TO DO:
Only the lines from the start of the entries up to and including the line with "for this schema." should be written out, exactly as they stand.

RECORDED INFORMATION:

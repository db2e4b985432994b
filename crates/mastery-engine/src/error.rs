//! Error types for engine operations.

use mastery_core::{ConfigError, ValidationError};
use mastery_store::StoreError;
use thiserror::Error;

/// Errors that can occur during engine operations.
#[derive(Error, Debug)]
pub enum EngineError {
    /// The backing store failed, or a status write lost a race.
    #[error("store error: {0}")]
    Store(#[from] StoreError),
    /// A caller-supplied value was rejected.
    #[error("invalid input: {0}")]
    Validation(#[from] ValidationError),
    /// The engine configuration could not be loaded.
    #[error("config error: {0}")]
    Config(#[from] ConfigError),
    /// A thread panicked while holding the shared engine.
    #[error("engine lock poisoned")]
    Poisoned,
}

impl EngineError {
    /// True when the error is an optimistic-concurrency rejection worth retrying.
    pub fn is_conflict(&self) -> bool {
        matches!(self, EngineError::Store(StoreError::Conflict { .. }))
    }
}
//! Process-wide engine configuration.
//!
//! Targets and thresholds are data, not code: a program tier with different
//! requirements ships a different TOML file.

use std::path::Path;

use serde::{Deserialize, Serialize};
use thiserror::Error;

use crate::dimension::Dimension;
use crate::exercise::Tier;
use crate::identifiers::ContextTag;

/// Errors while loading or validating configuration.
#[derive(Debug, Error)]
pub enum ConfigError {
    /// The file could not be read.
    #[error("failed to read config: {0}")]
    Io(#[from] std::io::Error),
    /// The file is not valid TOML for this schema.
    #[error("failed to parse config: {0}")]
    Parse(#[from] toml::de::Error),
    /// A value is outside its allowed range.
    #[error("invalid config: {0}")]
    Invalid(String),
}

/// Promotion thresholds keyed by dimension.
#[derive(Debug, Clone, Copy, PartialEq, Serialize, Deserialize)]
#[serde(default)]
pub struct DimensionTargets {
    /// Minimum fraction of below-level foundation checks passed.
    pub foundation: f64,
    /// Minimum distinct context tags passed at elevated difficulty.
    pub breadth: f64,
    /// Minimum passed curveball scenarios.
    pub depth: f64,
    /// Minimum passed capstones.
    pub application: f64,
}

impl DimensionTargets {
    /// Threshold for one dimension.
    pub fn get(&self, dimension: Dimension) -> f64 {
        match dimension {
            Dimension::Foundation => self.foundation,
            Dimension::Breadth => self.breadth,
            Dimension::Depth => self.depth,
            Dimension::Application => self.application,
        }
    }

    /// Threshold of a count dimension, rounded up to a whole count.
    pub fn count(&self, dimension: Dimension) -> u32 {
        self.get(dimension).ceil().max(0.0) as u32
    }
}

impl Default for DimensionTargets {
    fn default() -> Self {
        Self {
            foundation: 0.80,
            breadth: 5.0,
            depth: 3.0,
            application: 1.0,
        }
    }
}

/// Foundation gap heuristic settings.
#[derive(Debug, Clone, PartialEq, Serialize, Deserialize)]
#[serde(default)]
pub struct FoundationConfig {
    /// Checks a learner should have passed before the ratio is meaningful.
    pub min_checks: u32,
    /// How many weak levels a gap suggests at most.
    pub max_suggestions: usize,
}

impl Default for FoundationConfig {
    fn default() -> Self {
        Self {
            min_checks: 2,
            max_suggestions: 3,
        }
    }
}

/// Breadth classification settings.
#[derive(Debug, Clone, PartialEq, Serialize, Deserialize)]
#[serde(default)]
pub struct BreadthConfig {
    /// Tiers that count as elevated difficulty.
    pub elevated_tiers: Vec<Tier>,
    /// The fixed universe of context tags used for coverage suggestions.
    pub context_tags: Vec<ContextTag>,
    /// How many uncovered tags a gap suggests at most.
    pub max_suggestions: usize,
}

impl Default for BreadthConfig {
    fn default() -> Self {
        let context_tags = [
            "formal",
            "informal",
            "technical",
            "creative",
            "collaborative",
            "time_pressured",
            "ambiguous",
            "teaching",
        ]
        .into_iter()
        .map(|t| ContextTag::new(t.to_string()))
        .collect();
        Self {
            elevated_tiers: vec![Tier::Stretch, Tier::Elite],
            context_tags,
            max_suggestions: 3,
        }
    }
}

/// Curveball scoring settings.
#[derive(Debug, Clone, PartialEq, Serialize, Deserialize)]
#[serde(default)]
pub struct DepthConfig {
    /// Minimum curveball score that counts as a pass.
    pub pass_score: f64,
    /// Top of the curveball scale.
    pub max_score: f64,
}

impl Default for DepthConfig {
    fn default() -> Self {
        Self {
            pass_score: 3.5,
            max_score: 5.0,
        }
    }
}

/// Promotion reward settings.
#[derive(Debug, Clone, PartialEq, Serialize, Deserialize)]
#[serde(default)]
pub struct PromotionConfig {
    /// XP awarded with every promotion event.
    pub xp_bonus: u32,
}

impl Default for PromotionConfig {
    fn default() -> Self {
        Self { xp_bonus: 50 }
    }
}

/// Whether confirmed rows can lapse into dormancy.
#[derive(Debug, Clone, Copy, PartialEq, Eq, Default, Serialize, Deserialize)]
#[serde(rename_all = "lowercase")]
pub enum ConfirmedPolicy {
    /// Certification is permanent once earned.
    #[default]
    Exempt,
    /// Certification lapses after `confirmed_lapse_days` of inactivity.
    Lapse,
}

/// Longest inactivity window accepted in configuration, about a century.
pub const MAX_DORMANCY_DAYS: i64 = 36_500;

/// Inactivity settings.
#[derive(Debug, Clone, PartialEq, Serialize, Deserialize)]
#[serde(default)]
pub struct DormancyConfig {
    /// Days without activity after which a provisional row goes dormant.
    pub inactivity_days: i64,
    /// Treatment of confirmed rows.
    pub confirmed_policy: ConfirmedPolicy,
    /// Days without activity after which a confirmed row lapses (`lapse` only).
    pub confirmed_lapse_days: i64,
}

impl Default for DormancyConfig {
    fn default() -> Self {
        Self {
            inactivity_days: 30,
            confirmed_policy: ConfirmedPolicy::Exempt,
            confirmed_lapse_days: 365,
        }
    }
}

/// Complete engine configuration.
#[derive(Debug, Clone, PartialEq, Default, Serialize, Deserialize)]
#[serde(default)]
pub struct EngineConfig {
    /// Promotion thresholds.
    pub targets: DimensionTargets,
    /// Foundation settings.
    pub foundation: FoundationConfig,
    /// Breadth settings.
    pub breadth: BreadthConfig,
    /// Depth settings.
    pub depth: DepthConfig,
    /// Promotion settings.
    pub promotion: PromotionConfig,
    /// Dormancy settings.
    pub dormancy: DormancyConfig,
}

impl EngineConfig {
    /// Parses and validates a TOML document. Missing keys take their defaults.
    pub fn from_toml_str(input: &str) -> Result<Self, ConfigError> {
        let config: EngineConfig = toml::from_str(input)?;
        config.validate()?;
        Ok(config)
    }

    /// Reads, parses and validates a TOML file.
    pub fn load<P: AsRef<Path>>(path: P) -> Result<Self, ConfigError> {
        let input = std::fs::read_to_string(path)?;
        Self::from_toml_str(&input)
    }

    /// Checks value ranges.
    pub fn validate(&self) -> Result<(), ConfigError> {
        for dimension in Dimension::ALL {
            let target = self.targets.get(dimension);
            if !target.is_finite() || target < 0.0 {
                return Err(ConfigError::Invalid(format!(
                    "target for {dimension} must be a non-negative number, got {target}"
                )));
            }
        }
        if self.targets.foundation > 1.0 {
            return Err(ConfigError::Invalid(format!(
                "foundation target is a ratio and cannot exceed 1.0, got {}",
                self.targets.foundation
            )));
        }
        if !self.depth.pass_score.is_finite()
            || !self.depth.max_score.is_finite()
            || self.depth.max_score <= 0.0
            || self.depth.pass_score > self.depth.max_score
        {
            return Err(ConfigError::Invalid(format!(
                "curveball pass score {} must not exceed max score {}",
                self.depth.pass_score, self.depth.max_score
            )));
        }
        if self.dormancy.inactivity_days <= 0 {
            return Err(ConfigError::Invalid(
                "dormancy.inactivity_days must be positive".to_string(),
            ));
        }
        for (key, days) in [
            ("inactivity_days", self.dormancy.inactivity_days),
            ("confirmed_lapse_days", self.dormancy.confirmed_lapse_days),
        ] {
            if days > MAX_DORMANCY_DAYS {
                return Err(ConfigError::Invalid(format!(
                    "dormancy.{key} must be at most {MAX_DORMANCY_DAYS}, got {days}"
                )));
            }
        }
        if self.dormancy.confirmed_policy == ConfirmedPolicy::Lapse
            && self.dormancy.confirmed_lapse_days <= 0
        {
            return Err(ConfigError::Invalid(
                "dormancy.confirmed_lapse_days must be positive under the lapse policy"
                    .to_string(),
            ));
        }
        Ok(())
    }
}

SOLUTION:
repository db2e4b985432994b
filename crates/mastery-engine/src/error.rs
//! Error types for engine operations.

use mastery_core::{ConfigError, ValidationError};
use mastery_store::StoreError;
use thiserror::Error;

/// Errors that can occur during engine operations.
#[derive(Error, Debug)]
pub enum EngineError {
    /// The backing store failed, or a status write lost a race.
    #[error("store error: {0}")]
    Store(#[from] StoreError),
    /// A caller-supplied value was rejected.
    #[error("invalid input: {0}")]
    Validation(#[from] ValidationError),
    /// The engine configuration could not be loaded.
    #[error("config error: {0}")]
    Config(#[from] ConfigError),
    /// A thread panicked while holding the shared engine.
    #[error("engine lock poisoned")]
    Poisoned,
}

impl EngineError {
    /// True when the error is an optimistic-concurrency rejection worth retrying.
    pub fn is_conflict(&self) -> bool {
        matches!(self, EngineError::Store(StoreError::Conflict { .. }))
    }
}
//! Process-wide engine configuration.
//!
//! Targets and thresholds are data, not code: a program tier with different
//! requirements ships a different TOML file.

use std::path::Path;

use serde::{Deserialize, Serialize};
use thiserror::Error;

use crate::dimension::Dimension;
use crate::exercise::Tier;
use crate::identifiers::ContextTag;

/// Errors while loading or validating configuration.
#[derive(Debug, Error)]
pub enum ConfigError {
    /// The file could not be read.
    #[error("failed to read config: {0}")]
    Io(#[from] std::io::Error),
    /// The file is not valid TOML for this schema.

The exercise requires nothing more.